> _ACTION ITEM_
Quote the whole listing verbatim.

> _DATA SHOWN_
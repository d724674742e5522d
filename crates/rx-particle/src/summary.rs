//! Population counts per semantic bucket.

use std::fmt;

use crate::ParticleKind;

const BUCKETS: usize = ParticleKind::MAX_METHYL as usize + 1;

/// Counts of each species, with amines split by methyl count.
///
/// Produced by [`Population::summary`](crate::Population::summary).
#[derive(Copy, Clone, PartialEq, Eq, Debug, Default)]
#[cfg_attr(feature = "serde", derive(serde::Serialize, serde::Deserialize))]
pub struct PopulationSummary {
    /// `amines[m]` = amines carrying `m` methyl groups.
    pub amines:            [usize; BUCKETS],
    pub methyl_halides:    usize,
    pub hydrogen_chloride: usize,
}

impl PopulationSummary {
    /// Chemical labels for the amine buckets, in methyl-count order.
    pub const AMINE_LABELS: [&'static str; BUCKETS] =
        ["NH₃", "CH₃NH₂", "(CH₃)₂NH", "(CH₃)₃N", "(CH₃)₄N⁺"];

    pub fn amine_total(&self) -> usize {
        self.amines.iter().sum()
    }

    /// Quaternary cations, the end of the methylation chain.
    pub fn quaternary(&self) -> usize {
        self.amines[BUCKETS - 1]
    }

    /// Methyl groups currently attached to amines.
    pub fn methyl_groups(&self) -> usize {
        self.amines.iter().enumerate().map(|(m, n)| m * n).sum()
    }

    /// Methyl groups anywhere in the flask: attached plus still on a halide.
    /// Constant over a run, since each reaction moves exactly one.
    pub fn methyl_inventory(&self) -> usize {
        self.methyl_groups() + self.methyl_halides
    }

    pub fn total(&self) -> usize {
        self.amine_total() + self.methyl_halides + self.hydrogen_chloride
    }
}

impl fmt::Display for PopulationSummary {
    fn fmt(&self, f: &mut fmt::Formatter<'_>) -> fmt::Result {
        for (label, n) in Self::AMINE_LABELS.iter().zip(self.amines) {
            write!(f, "{label}: {n}  ")?;
        }
        write!(f, "CH₃Cl: {}  HCl: {}", self.methyl_halides, self.hydrogen_chloride)
    }
}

> _SOLUTION FOR THIS PROBLEM_
repository d724674742e5522d
filename crates/rx-particle/src/summary.rs
//! Population counts per semantic bucket.

use std::fmt;

use crate::ParticleKind;

const BUCKETS: usize = ParticleKind::MAX_METHYL as usize + 1;

/// Counts of each species, with amines split by methyl count.
///
/// Produced by [`Population::summary`](crate::Population::summary).
#[derive(Copy, Clone, PartialEq, Eq, Debug, Default)]
#[cfg_attr(feature = "serde", derive(serde::Serialize, serde::Deserialize))]
pub struct PopulationSummary {
    /// `amines[m]` = amines carrying `m` methyl groups.
    pub amines:            [usize; BUCKETS],
    pub methyl_halides:    usize,
    pub hydrogen_chloride: usize,
}

impl PopulationSummary {
    /// Chemical labels for the amine buckets, in methyl-count order.
    pub const AMINE_LABELS: [&'static str; BUCKETS] =
        ["NH₃", "CH₃NH₂", "(CH₃)₂NH", "(CH₃)₃N", "(CH₃)₄N⁺"];

    pub fn amine_total(&self) -> usize {
        self.amines.iter().sum()
    }

    /// Quaternary cations, the end of the methylation chain.
    pub fn quaternary(&self) -> usize {
        self.amines[BUCKETS - 1]
    }

    /// Methyl groups currently attached to amines.
    pub fn methyl_groups(&self) -> usize {
        self.amines.iter().enumerate().map(|(m, n)| m * n).sum()
    }

    /// Methyl groups anywhere in the flask: attached plus still on a halide.
    /// Constant over a run, since each reaction moves exactly one.
    pub fn methyl_inventory(&self) -> usize {
        self.methyl_groups() + self.methyl_halides
    }

    pub fn total(&self) -> usize {
        self.amine_total() + self.methyl_halides + self.hydrogen_chloride
    }
}

impl fmt::Display for PopulationSummary {
    fn fmt(&self, f: &mut fmt::Formatter<'_>) -> fmt::Result {
        for (label, n) in Self::AMINE_LABELS.iter().zip(self.amines) {
            write!(f, "{label}: {n}  ")?;
        }
        write!(f, "CH₃Cl: {}  HCl: {}", self.methyl_halides, self.hydrogen_chloride)
    }
}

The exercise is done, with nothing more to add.